薬に関しては、ティジアナ様から≪王家が暗殺に使用する薬だから、ばれる心配はない≫と聞かされているが、万が一ということもある。手持ちの在庫は処分してしまおう。
後は焼却するよう指示されていた密書の類いだが…此方は、後々の交渉に使えるかも知れないから、もうしばらくは保管しておくか。
**
あぁ、ミラベラのお腹の子がいつ生まれてもおかしくないのに、クレリアがまだ生きているなんて!このままでは、その子が婚外子になってしまう!
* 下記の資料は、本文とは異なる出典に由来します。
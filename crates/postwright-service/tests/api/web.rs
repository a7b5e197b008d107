use crate::common::{at, server_utils::create_test_server};
use axum::http::StatusCode;
use postwright_service::models::{GeneratedCopy, NewPostRecord};
use postwright_service::repositories::PostRepository;
use postwright_service::routes::web::DEFAULT_INSTRUCTIONS;

#[tokio::test]
async fn test_form_page_renders() {
    let (server, _harness) = create_test_server();

    let response = server.get("/web").await;
    assert_eq!(response.status_code(), StatusCode::OK);
    let html = response.text();
    assert!(html.contains("<form method=\"post\" action=\"/web/generate\">"));
    assert!(html.contains("name=\"url\""));
    assert!(html.contains(DEFAULT_INSTRUCTIONS));
    assert!(html.contains("Please create a professional LinkedIn post that:"));
}

#[tokio::test]
async fn test_form_submission_redirects_to_post() {
    let (server, harness) = create_test_server();

    let response = server
        .post("/web/generate")
        .form(&[("url", "https://example.com/payments"), ("instructions", "")])
        .await;
    assert_eq!(response.status_code(), StatusCode::SEE_OTHER);

    let location = response.header("location");
    let location = location.to_str().unwrap();
    assert!(location.starts_with("/web/posts/"));
    assert_eq!(harness.scheduler.jobs().len(), 1);

    let page = server.get(location).await;
    assert_eq!(page.status_code(), StatusCode::OK);
    let html = page.text();
    assert!(html.contains("Banks are modernising how money moves between accounts."));
    assert!(html.contains("Images are still being generated"));
}

#[tokio::test]
async fn test_form_fetch_error_renders_page() {
    let (server, _harness) = create_test_server();

    let response = server
        .post("/web/generate")
        .form(&[("url", "ftp://example.com/file")])
        .await;
    assert_eq!(response.status_code(), StatusCode::UNPROCESSABLE_ENTITY);
    assert!(response.text().contains("<h1>Something went wrong</h1>"));
}

#[tokio::test]
async fn test_history_escapes_html() {
    let (server, harness) = create_test_server();

    let copy = GeneratedCopy {
        post: "post".into(),
        summary: "<script>alert('x')</script> & more".into(),
        rationale: "because".into(),
    };
    harness
        .posts
        .create(&NewPostRecord::new(
            "https://example.com/a".into(),
            "article".into(),
            None,
            copy,
            at(2025, 4, 5, 6, 7),
        ))
        .await
        .unwrap();

    let html = server.get("/web/history").await.text();
    assert!(!html.contains("<script>"));
    assert!(html.contains("&lt;script&gt;alert(&#39;x&#39;)&lt;/script&gt; &amp; more"));
    assert!(html.contains("2025-04-05 06:07 UTC"));
}

#[tokio::test]
async fn test_unknown_post_page_is_404() {
    let (server, _harness) = create_test_server();

    let response = server.get("/web/posts/77").await;
    assert_eq!(response.status_code(), StatusCode::NOT_FOUND);
}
この国の法では、どんなに高貴な血を引いていても、婚外子と高位の貴族の婚姻は認められない。生まれてくる子の将来を考えれば、絶対に嫡子にしなくてはならないのに!
おまけに出掛けようとする度に、何かしら邪魔してきやがる!ほんとに忌々しい。仕方がないから毎日手紙を書いているが、いつ生まれてもおかしくない状況の彼女の事を思うと、心配でたまらない。
一応女中を一人、連絡係として付けてはいるが、今の状況では、直ぐに駆けつけられるとは限らない。ミラベラ、お願いだから、俺を信じて待っていてくれ!
**
あの女の臨終に、じじぃは大司教を連れてきやがった!クレリアの洗礼をしたのが彼だからという理由でだ。予定では、側妃様の息のかかった司祭と共に、秘密裏に側妃様も来られる手筈だったのに!
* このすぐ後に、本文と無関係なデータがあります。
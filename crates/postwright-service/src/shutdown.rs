use std::future::Future;
use std::pin::Pin;
use std::sync::Arc;
use std::sync::atomic::{AtomicBool, AtomicUsize, Ordering};
use std::task::{Context, Poll};

use http::{Request, Response, StatusCode};
use http_body::Body;
use pin_project::pin_project;
use tokio::sync::Notify;
use tower::{Layer, Service};

struct Inner {
    is_shutting_down: AtomicBool,
    in_flight_count: AtomicUsize,
    started: Notify,
    drained: Notify,
}

/// Shared shutdown flag plus a count of in-flight work (HTTP requests and
/// image jobs).
#[derive(Clone)]
pub struct ShutdownState {
    inner: Arc<Inner>,
}

impl Default for ShutdownState {
    fn default() -> Self {
        Self::new()
    }
}

impl ShutdownState {
    pub fn new() -> Self {
        Self {
            inner: Arc::new(Inner {
                is_shutting_down: AtomicBool::new(false),
                in_flight_count: AtomicUsize::new(0),
                started: Notify::new(),
                drained: Notify::new(),
            }),
        }
    }

    /// Signal that shutdown has started
    pub fn start_shutdown(&self) {
        self.inner.is_shutting_down.store(true, Ordering::SeqCst);
        self.inner.started.notify_waiters();
        self.inner.drained.notify_waiters();
    }

    pub fn is_shutting_down(&self) -> bool {
        self.inner.is_shutting_down.load(Ordering::SeqCst)
    }

    pub fn in_flight_count(&self) -> usize {
        self.inner.in_flight_count.load(Ordering::SeqCst)
    }

    /// Registers a unit of work; it counts as in flight until the guard drops.
    pub fn track(&self) -> InFlightGuard {
        self.inner.in_flight_count.fetch_add(1, Ordering::SeqCst);
        InFlightGuard {
            state: self.clone(),
        }
    }

    /// Resolves once shutdown has started.
    pub async fn cancelled(&self) {
        let notified = self.inner.started.notified();
        if self.is_shutting_down() {
            return;
        }
        notified.await;
    }

    /// Resolves once shutdown has started and no tracked work remains.
    pub fn completed(&self) -> impl Future<Output = ()> + Send + 'static {
        let state = self.clone();
        async move {
            loop {
                let notified = state.inner.drained.notified();
                if state.is_shutting_down() && state.in_flight_count() == 0 {
                    return;
                }
                notified.await;
            }
        }
    }
}

/// Decrements the in-flight count when dropped, including when the tracked
/// future is cancelled by a timeout.
pub struct InFlightGuard {
    state: ShutdownState,
}

impl Drop for InFlightGuard {
    fn drop(&mut self) {
        let previous = self
            .state
            .inner
            .in_flight_count
            .fetch_sub(1, Ordering::SeqCst);
        if previous == 1 {
            self.state.inner.drained.notify_waiters();
        }
    }
}

/// Tower layer that answers 503 once shutdown has begun and tracks the
/// requests it lets through.
#[derive(Clone)]
pub struct GracefulShutdownLayer {
    state: ShutdownState,
}

impl GracefulShutdownLayer {
    pub fn new(state: ShutdownState) -> Self {
        Self { state }
    }
}

impl<S> Layer<S> for GracefulShutdownLayer {
    type Service = GracefulShutdownService<S>;

    fn layer(&self, inner: S) -> Self::Service {
        GracefulShutdownService {
            inner,
            state: self.state.clone(),
        }
    }
}

#[derive(Clone)]
pub struct GracefulShutdownService<S> {
    inner: S,
    state: ShutdownState,
}

impl<S, ReqBody, ResBody> Service<Request<ReqBody>> for GracefulShutdownService<S>
where
    S: Service<Request<ReqBody>, Response = Response<ResBody>>,
    ResBody: Body + Default,
{
    type Response = S::Response;
    type Error = S::Error;
    type Future = GracefulShutdownFuture<S::Future>;

    fn poll_ready(&mut self, cx: &mut Context<'_>) -> Poll<Result<(), Self::Error>> {
        self.inner.poll_ready(cx)
    }

    fn call(&mut self, req: Request<ReqBody>) -> Self::Future {
        if self.state.is_shutting_down() {
            return GracefulShutdownFuture {
                kind: FutureKind::Rejected,
                _guard: None,
            };
        }

        GracefulShutdownFuture {
            _guard: Some(self.state.track()),
            kind: FutureKind::Inner(self.inner.call(req)),
        }
    }
}

#[pin_project]
pub struct GracefulShutdownFuture<F> {
    #[pin]
    kind: FutureKind<F>,
    _guard: Option<InFlightGuard>,
}

#[pin_project(project = FutureKindProj)]
enum FutureKind<F> {
    Inner(#[pin] F),
    Rejected,
}

impl<F, B, E> Future for GracefulShutdownFuture<F>
where
    F: Future<Output = Result<Response<B>, E>>,
    B: Body + Default,
{
    type Output = Result<Response<B>, E>;

    fn poll(self: Pin<&mut Self>, cx: &mut Context<'_>) -> Poll<Self::Output> {
        match self.project().kind.project() {
            FutureKindProj::Inner(fut) => fut.poll(cx),
            FutureKindProj::Rejected => {
                let mut response = Response::new(B::default());
                *response.status_mut() = StatusCode::SERVICE_UNAVAILABLE;
                Poll::Ready(Ok(response))
            }
        }
    }
}

#[cfg(test)]
mod tests {
    use super::*;
    use bytes::Bytes;
    use http_body_util::Empty;
    use std::time::Duration;
    use tower::{ServiceBuilder, ServiceExt};

    #[derive(Clone)]
    struct SlowService;

    impl Service<Request<Empty<Bytes>>> for SlowService {
        type Response = Response<Empty<Bytes>>;
        type Error = std::convert::Infallible;
        type Future = Pin<Box<dyn Future<Output = Result<Self::Response, Self::Error>> + Send>>;

        fn poll_ready(&mut self, _cx: &mut Context<'_>) -> Poll<Result<(), Self::Error>> {
            Poll::Ready(Ok(()))
        }

        fn call(&mut self, _req: Request<Empty<Bytes>>) -> Self::Future {
            Box::pin(async {
                tokio::time::sleep(Duration::from_millis(20)).await;
                Ok(Response::new(Empty::new()))
            })
        }
    }

    fn request() -> Request<Empty<Bytes>> {
        Request::builder().body(Empty::new()).unwrap()
    }

    #[tokio::test]
    async fn test_requests_pass_and_are_untracked_after_completion() {
        let state = ShutdownState::new();
        let service = ServiceBuilder::new()
            .layer(GracefulShutdownLayer::new(state.clone()))
            .service(SlowService);

        let response = service.oneshot(request()).await.unwrap();
        assert_eq!(response.status(), StatusCode::OK);
        assert_eq!(state.in_flight_count(), 0);
    }

    #[tokio::test]
    async fn test_rejects_new_requests_during_shutdown() {
        let state = ShutdownState::new();
        let service = ServiceBuilder::new()
            .layer(GracefulShutdownLayer::new(state.clone()))
            .service(SlowService);

        state.start_shutdown();

        let response = service.oneshot(request()).await.unwrap();
        assert_eq!(response.status(), StatusCode::SERVICE_UNAVAILABLE);
        assert_eq!(state.in_flight_count(), 0);
    }

    #[tokio::test]
    async fn test_timed_out_request_is_released() {
        let state = ShutdownState::new();
        let service = ServiceBuilder::new()
            .layer(GracefulShutdownLayer::new(state.clone()))
            .service(SlowService);

        let result =
            tokio::time::timeout(Duration::from_millis(1), service.oneshot(request())).await;
        assert!(result.is_err());
        assert_eq!(state.in_flight_count(), 0);
    }

    #[tokio::test]
    async fn test_completed_waits_for_tracked_work() {
        let state = ShutdownState::new();
        let guard = state.track();
        let completed = tokio::spawn(state.completed());

        state.start_shutdown();
        tokio::time::sleep(Duration::from_millis(5)).await;
        assert!(!completed.is_finished());

        drop(guard);
        tokio::time::timeout(Duration::from_secs(1), completed)
            .await
            .expect("completion should resolve once work drains")
            .unwrap();
    }

    #[tokio::test]
    async fn test_cancelled_resolves_after_start() {
        let state = ShutdownState::new();
        let waiter = tokio::spawn({
            let state = state.clone();
            async move { state.cancelled().await }
        });
        tokio::time::sleep(Duration::from_millis(5)).await;
        state.start_shutdown();
        tokio::time::timeout(Duration::from_secs(1), waiter)
            .await
            .unwrap()
            .unwrap();

        // Already shut down: resolves immediately.
        state.cancelled().await;
    }
}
≪父親の死と夫の裏切りを知らされたクレリアが、絶望しながら死んでいく≫のをお見せする約束が、これで完全に果たせ無くなってしまった!それこそが≪一番の楽しみだ≫と仰っていたのに!
**
じじぃが到着してから十日、クレリアがやっとくたばった。しかし困った事にあの女は、じじぃを娘ロザリアの後見人に指名して死にやがった!この話を記録として残したのが、下っ端の司祭なら側妃の力で何とでもなっただろうが、相手が大司教だとそうはいかない。
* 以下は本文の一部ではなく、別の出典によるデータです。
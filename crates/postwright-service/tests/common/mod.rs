#![allow(dead_code)]

use chrono::{NaiveDate, NaiveDateTime};

pub fn at(year: i32, month: u32, day: u32, hour: u32, minute: u32) -> NaiveDateTime {
    NaiveDate::from_ymd_opt(year, month, day)
        .unwrap()
        .and_hms_opt(hour, minute, 0)
        .unwrap()
}

pub mod server_utils {
    use axum_test::TestServer;
    use postwright_service::create_app;
    use postwright_service::test_helpers::{StubClients, TestHarness};

    pub fn create_test_server() -> (TestServer, TestHarness) {
        create_test_server_with(StubClients::default())
    }

    pub fn create_test_server_with(stubs: StubClients) -> (TestServer, TestHarness) {
        let harness = TestHarness::with_stubs(stubs);
        let app = create_app(harness.app_state());
        let server = TestServer::new(app).unwrap();
        (server, harness)
    }
}
use serde::{Deserialize, Serialize};
use thiserror::Error;
use tokio::sync::mpsc::{self, error::TrySendError};
use tracing::{debug, warn};

use crate::shutdown::ShutdownState;

/// Request to fill in the images of one record.
#[derive(Debug, Clone, PartialEq, Serialize, Deserialize)]
pub struct ImageJob {
    pub post_id: i32,
    /// Text the image prompts are derived from, normally the summary.
    pub seed_text: String,
}

/// The job could not be handed off. Says nothing about the job itself.
#[derive(Error, Debug, Clone, PartialEq)]
pub enum SchedulingError {
    #[error("image queue is full")]
    QueueFull,
    #[error("image queue is closed")]
    QueueClosed,
    #[error("service is shutting down")]
    ShuttingDown,
}

/// One-way hand-off of image jobs. Never waits for the job to run.
pub trait JobScheduler: Send + Sync {
    fn schedule(&self, job: ImageJob) -> Result<(), SchedulingError>;
}

/// Schedules onto a bounded in-process queue.
#[derive(Clone)]
pub struct QueueScheduler {
    tx: mpsc::Sender<ImageJob>,
    shutdown: ShutdownState,
}

/// Creates the queue: the scheduler side and the receiver for an
/// [`ImageWorker`](super::ImageWorker).
pub fn image_queue(
    capacity: usize,
    shutdown: ShutdownState,
) -> (QueueScheduler, mpsc::Receiver<ImageJob>) {
    let (tx, rx) = mpsc::channel(capacity.max(1));
    (QueueScheduler { tx, shutdown }, rx)
}

impl JobScheduler for QueueScheduler {
    fn schedule(&self, job: ImageJob) -> Result<(), SchedulingError> {
        if self.shutdown.is_shutting_down() {
            warn!(post_id = job.post_id, "Refusing image job during shutdown");
            return Err(SchedulingError::ShuttingDown);
        }

        let post_id = job.post_id;
        self.tx.try_send(job).map_err(|err| match err {
            TrySendError::Full(_) => SchedulingError::QueueFull,
            TrySendError::Closed(_) => SchedulingError::QueueClosed,
        })?;
        debug!(post_id, "Queued image job");
        Ok(())
    }
}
おまけにあのじじぃ、それは父親である自分が引き受けると言ったのに、伯爵家出の俺では公爵の後継者を育てるのは無理だろうと抜かしやがった!馬鹿にしやがって、この死に損ないが!
次期公爵の後見人兼代理人となり、公爵家の権力を手に入れる予定だったのに、これでは何も手に入らないじゃないか!
あれから二日後、ようやくあの女の葬儀が終わった。これでやっとミラベラの所へ行ける。側妃様から叱責の手紙が来ていたようだが、今は其れどころでは無い。
連絡係の女中が何も言ってこなかったから、まだ子供は生まれていない筈だ。あんな政略で結婚した、人を見下す高慢な女と違って、俺の価値を理解し、心から愛し、尊敬してくれるミラベラ。彼女と結婚するためなら、どれほど時間と金がかかろうと、構わなかった。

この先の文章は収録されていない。